DSAV: A Deep Sparse Acceleration Framework for Voxel-Based 3D Object Detection
Haining Fang,Yujuan Tan,Ao Ren,Wei Zhuang,Yang Hua,Zhiyong Qin,Duo Liu
DOI: https://doi.org/10.1109/TCAD.2024.3437334
IF: 2.9
2024-01-01
IEEE Transactions on Computer-Aided Design of Integrated Circuits and Systems
Abstract:Voxel-based 3D object detection has been widely applied in robotics, virtual reality, and autonomous driving. However, inefficiency in the voxelization and backbone-network computation, which are the main components of voxel-based models, prevents efficient 3D object detection. First, due to the high sparsity and irregularity of the point cloud, the voxelization process usually requires generalized platforms, such as CPUs, and causes low voxelization speed. Second, the voxel-based models contain considerable transposed convolutional layers, and existing accelerators introduce considerable additional hardware to support both convolution and transposed convolution operations. Nonetheless, this strategy incurs significant hardware costs. Besides, transposed convolutions result in various patterns of sparse feature maps, and pruning, as a representative model compression technique, results in sparse weight matrices. The two types of sparsity impose challenges in accelerating the voxel-based models, including activation-weight matching efficiency, low partial-sum accumulation efficiency, and workload imbalance issues. In this work, we propose DSAV, a 3D object detection accelerator to address these obstacles.
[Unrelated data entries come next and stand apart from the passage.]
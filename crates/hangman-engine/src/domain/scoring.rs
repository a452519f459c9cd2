//! Round scoring.

use hangman_words::domain::catalog::Difficulty;

/// Points every winning round starts from.
pub const BASE_SCORE: u32 = 100;

/// No winning round scores below this.
pub const MIN_SCORE: u32 = 50;

/// Bonus per unused mistake.
pub const EFFICIENCY_BONUS_PER_GUESS: u32 = 10;

/// Untimed rounds solved faster than this earn a speed bonus.
pub const SPEED_BONUS_WINDOW_MS: u64 = 30_000;

/// Countdown state at the end of a timed round.
#[derive(Debug, Clone, Copy, PartialEq, Eq)]
pub struct TimedFinish {
    /// Milliseconds left on the countdown.
    pub remaining_ms: u64,
    /// The countdown's starting value.
    pub limit_ms: u64,
}

/// Everything the score of a round depends on.
#[derive(Debug, Clone, Copy, PartialEq)]
pub struct RoundOutcome {
    /// Difficulty the round was played at.
    pub difficulty: Difficulty,
    /// Mistakes allowed in the round.
    pub max_incorrect_guesses: u32,
    /// Mistakes made.
    pub incorrect_guesses: u32,
    /// Present when the round was timed.
    pub timed: Option<TimedFinish>,
    /// Wall time spent in the round, excluding pauses.
    pub elapsed_ms: u64,
    /// Practice penalty; `1.0` outside practice mode.
    pub penalty_multiplier: f64,
}

/// Bonus for unused mistakes.
#[must_use]
pub fn efficiency_bonus(max_incorrect_guesses: u32, incorrect_guesses: u32) -> u32 {
    max_incorrect_guesses
        .saturating_sub(incorrect_guesses)
        .saturating_mul(EFFICIENCY_BONUS_PER_GUESS)
}

/// Bonus for finishing quickly.
///
/// Timed rounds earn the remaining share of the countdown as a percentage.
/// Untimed rounds earn two points per whole second left in a 30 second
/// window.
#[must_use]
#[allow(clippy::cast_possible_truncation, clippy::cast_sign_loss, clippy::cast_precision_loss)]
pub fn time_bonus(timed: Option<TimedFinish>, elapsed_ms: u64) -> u32 {
    match timed {
        Some(TimedFinish { limit_ms: 0, .. }) => 0,
        Some(TimedFinish {
            remaining_ms,
            limit_ms,
        }) => (100.0 * remaining_ms.min(limit_ms) as f64 / limit_ms as f64).round() as u32,
        None => {
            let left_ms = SPEED_BONUS_WINDOW_MS.saturating_sub(elapsed_ms);
            u32::try_from(left_ms / 1000).unwrap_or(0).saturating_mul(2)
        }
    }
}

/// Scores a won round.
///
/// `(base + efficiency + time) × difficulty multiplier × practice penalty`,
/// rounded and floored at [`MIN_SCORE`].
#[must_use]
#[allow(clippy::cast_possible_truncation, clippy::cast_sign_loss)]
pub fn calculate_score(outcome: &RoundOutcome) -> u32 {
    let raw = BASE_SCORE
        .saturating_add(efficiency_bonus(
            outcome.max_incorrect_guesses,
            outcome.incorrect_guesses,
        ))
        .saturating_add(time_bonus(outcome.timed, outcome.elapsed_ms));
    let scaled = f64::from(raw)
        * f64::from(outcome.difficulty.score_multiplier())
        * outcome.penalty_multiplier;
    // `as` saturates and maps NaN to zero, so the floor always applies.
    (scaled.round() as u32).max(MIN_SCORE)
}

#[cfg(test)]
mod tests {
    use super::*;

    fn outcome() -> RoundOutcome {
        RoundOutcome {
            difficulty: Difficulty::Easy,
            max_incorrect_guesses: 6,
            incorrect_guesses: 0,
            timed: None,
            elapsed_ms: 40_000,
            penalty_multiplier: 1.0,
        }
    }

    #[test]
    fn test_perfect_slow_easy_round() {
        assert_eq!(calculate_score(&outcome()), 160);
    }

    #[test]
    fn test_difficulty_multiplies_whole_sum() {
        let hard = RoundOutcome {
            difficulty: Difficulty::Hard,
            incorrect_guesses: 2,
            ..outcome()
        };
        assert_eq!(calculate_score(&hard), (100 + 40) * 3);
    }

    #[test]
    fn test_untimed_speed_bonus_counts_whole_seconds() {
        assert_eq!(time_bonus(None, 0), 60);
        assert_eq!(time_bonus(None, 10_500), 38);
        assert_eq!(time_bonus(None, 29_999), 0);
        assert_eq!(time_bonus(None, 90_000), 0);
    }

    #[test]
    fn test_timed_bonus_is_share_of_countdown() {
        let finish = TimedFinish {
            remaining_ms: 45_000,
            limit_ms: 60_000,
        };
        assert_eq!(time_bonus(Some(finish), 15_000), 75);
        let zero_limit = TimedFinish {
            remaining_ms: 0,
            limit_ms: 0,
        };
        assert_eq!(time_bonus(Some(zero_limit), 0), 0);
    }

    #[test]
    fn test_timed_round_ignores_elapsed_window() {
        let timed = RoundOutcome {
            timed: Some(TimedFinish {
                remaining_ms: 30_000,
                limit_ms: 60_000,
            }),
            elapsed_ms: 1_000,
            ..outcome()
        };
        assert_eq!(calculate_score(&timed), 100 + 60 + 50);
    }

    #[test]
    fn test_practice_penalty_scales_score() {
        let penalised = RoundOutcome {
            penalty_multiplier: 0.81,
            ..outcome()
        };
        assert_eq!(calculate_score(&penalised), 130);
    }

    #[test]
    fn test_score_never_drops_below_floor() {
        let worst = RoundOutcome {
            incorrect_guesses: 9,
            penalty_multiplier: 0.0,
            ..outcome()
        };
        assert_eq!(calculate_score(&worst), MIN_SCORE);

        let nan = RoundOutcome {
            penalty_multiplier: f64::NAN,
            ..outcome()
        };
        assert_eq!(calculate_score(&nan), MIN_SCORE);

        for incorrect in 0..10 {
            for elapsed in [0, 15_000, 60_000] {
                let any = RoundOutcome {
                    incorrect_guesses: incorrect,
                    elapsed_ms: elapsed,
                    penalty_multiplier: 0.5,
                    ..outcome()
                };
                assert!(calculate_score(&any) >= MIN_SCORE);
            }
        }
    }

    #[test]
    fn test_huge_mistake_allowance_saturates() {
        assert_eq!(efficiency_bonus(u32::MAX, 0), u32::MAX);

        let generous = RoundOutcome {
            max_incorrect_guesses: u32::MAX,
            elapsed_ms: 0,
            ..outcome()
        };
        assert!(calculate_score(&generous) >= MIN_SCORE);
    }
}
Specifically, we first propose a hash-based voxelizer for efficient voxelization, by storing and indexing voxels hierarchically. Then, we collaboratively design the transposed convolution acceleration method, structured pruning method, and accelerator architecture for the voxel-based models. As a result, the accelerator can fully leverage the sparsity lies in both feature maps and weight matrices. Experimental results show that the proposed accelerator can outperform prior studies by 19× ~ 19.8× faster in voxelization, and 4.29× ~38.01× faster in backbone inference. Finally, the accelerator achieves 4.61× ~ 31.63× speedups than its counterparts in 3D object detection tasks.